The Kay Review was commissioned by the UK government to look at ways to encourage long-term corporate decision-making, and to restore public confidence in stock markets. Published in July 2012, the final report set out 17 recommendations in the form of 'statements of good practice', which Kay said should be adopted into "clear and specific guidance" rather than "detailed regulation". The creation of an 'Investor Forum' as a means of improving engagement between big investors and UK companies, with its own permanent secretarial staff, was one of the central recommendations of the report.
The Law Commission's review of the 'fiduciary duties' of investment intermediaries was published this July in response to one of Kay's recommendations. The Commission, which is the law reform body for England and Wales, encouraged a shift towards longer-term investment decisions in which intermediaries, such as pension fund trustees, should be allowed to take social, ethical and other non-financial considerations into account, rather than simply short-term financial performance.
In its progress report, the government accepted the Law Commission's recommendations aimed at government departments, the Financial Conduct Authority (FCA) and the Pensions Regulator in full. In particular, it said that this would involve the inclusion of long-term factors in investment decisions in regulatory guidance for trustees of trust-based pension schemes, and in guidance for the new independent governance committees of contract-based pension schemes. The government would also consult on introducing a new requirement for trustees of trust-based schemes to state the scheme's policy, if any, on stewardship in the scheme's Statement of Investment Principles.

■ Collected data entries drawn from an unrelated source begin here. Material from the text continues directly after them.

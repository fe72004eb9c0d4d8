use thiserror::Error;

/// Errors raised while configuring a slug engine.
///
/// Slug generation itself never fails; every error surfaces when the
/// configuration is built or changed.
#[derive(Debug, Error, Clone, PartialEq, Eq)]
pub enum SlugError {
    #[error("invalid configuration: {0}")]
    Configuration(String),
}
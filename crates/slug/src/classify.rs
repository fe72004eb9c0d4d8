//! Unicode character predicates shared by every slug stage.
//!
//! Letter case comes from the general category (`Lu` / `Ll`), so titlecase
//! letters and caseless scripts are neither upper nor lower. Terminal
//! punctuation follows the Unicode `Terminal_Punctuation` property, with the
//! horizontal ellipsis added because it ends clauses in running text.

use std::sync::LazyLock;

use regex::Regex;
use unicode_categories::UnicodeCategories;

/// Horizontal ellipsis, treated as a clause terminator.
const ELLIPSIS: char = '\u{2026}';

/// Latin, Arabic, small and fullwidth commas. They are terminal punctuation
/// but never end an acronym run.
const COMMAS: [char; 4] = [',', '\u{060C}', '\u{FE50}', '\u{FF0C}'];

/// The `Terminal_Punctuation` property plus the ellipsis, anchored to one char.
static TERMINAL: LazyLock<Option<Regex>> =
    LazyLock::new(|| Regex::new(r"^[\p{Terminal_Punctuation}\u{2026}]$").ok());

/// Uppercase letter (general category `Lu`).
#[inline]
pub fn is_upper(ch: char) -> bool {
    if ch.is_ascii() {
        return ch.is_ascii_uppercase();
    }
    ch.is_letter_uppercase()
}

/// Lowercase letter (general category `Ll`).
#[inline]
pub fn is_lower(ch: char) -> bool {
    if ch.is_ascii() {
        return ch.is_ascii_lowercase();
    }
    ch.is_letter_lowercase()
}

/// Alphabetic or numeric in any script.
#[inline]
pub fn is_alphanumeric(ch: char) -> bool {
    ch.is_alphanumeric()
}

/// Terminal punctuation in any script, plus the ellipsis.
pub fn is_terminal_punctuation(ch: char) -> bool {
    if ch == ELLIPSIS {
        return true;
    }
    let mut buf = [0u8; 4];
    let encoded: &str = ch.encode_utf8(&mut buf);
    TERMINAL.as_ref().is_some_and(|re| re.is_match(encoded))
}

/// Terminal punctuation that breaks an acronym run: everything in
/// [`is_terminal_punctuation`] except commas.
#[inline]
pub fn is_sentence_break(ch: char) -> bool {
    !COMMAS.contains(&ch) && is_terminal_punctuation(ch)
}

"The report highlights how much is underway in improving investment governance and stewardship in pension schemes," said pensions expert Simon Tyler of Pinsent Masons, the law firm behind Out-Law.com.
"Various government bodies, regulators and lobbying groups have all come together to improve how pension schemes invest and it is early days still. Actual achievements will be measurable only once relevant measures have been in place for some time. But the will is there, and everybody seems to be moving in the right direction," he said.
The government also highlighted its "comprehensive reforms" to the governance of company directors' remuneration, including transparency initiatives and the introduction of a binding shareholder vote on pay policy in order to strengthen accountability to shareholders. It said that it was currently "monitoring the impact of the reforms" in the context of the 2014 reporting and AGM season, noting that concerns had been raised by stakeholders about some approaches taken by companies in interpreting the regulations.
"While the report is broadly positive as to the steps that have been taken to date, clearly government is aware of the concerns of some about how certain provisions have been interpreted and the consequences for transparency and accountability," said Matthew Findley, a remuneration expert at Pinsent Masons. "This may indicate a toughening of attitudes at government level as well as investor level in 2015."
"Some of the key themes emerging recently, and which will remain on remuneration committee agendas as companies gear up for the 2015 AGM season, are the use of post-vesting holding periods, increased share ownership guidelines and a renewed focus on malus and clawback. There is also an increased focus on making sure the various safeguards have 'teeth'. The apparent desire for companies to move away from earnings per share and total stakeholder return performance measures is understandable to some degree, but it creates a tension in relation to the potential disclosure of commercially sensitive information and the need for transparency," he said.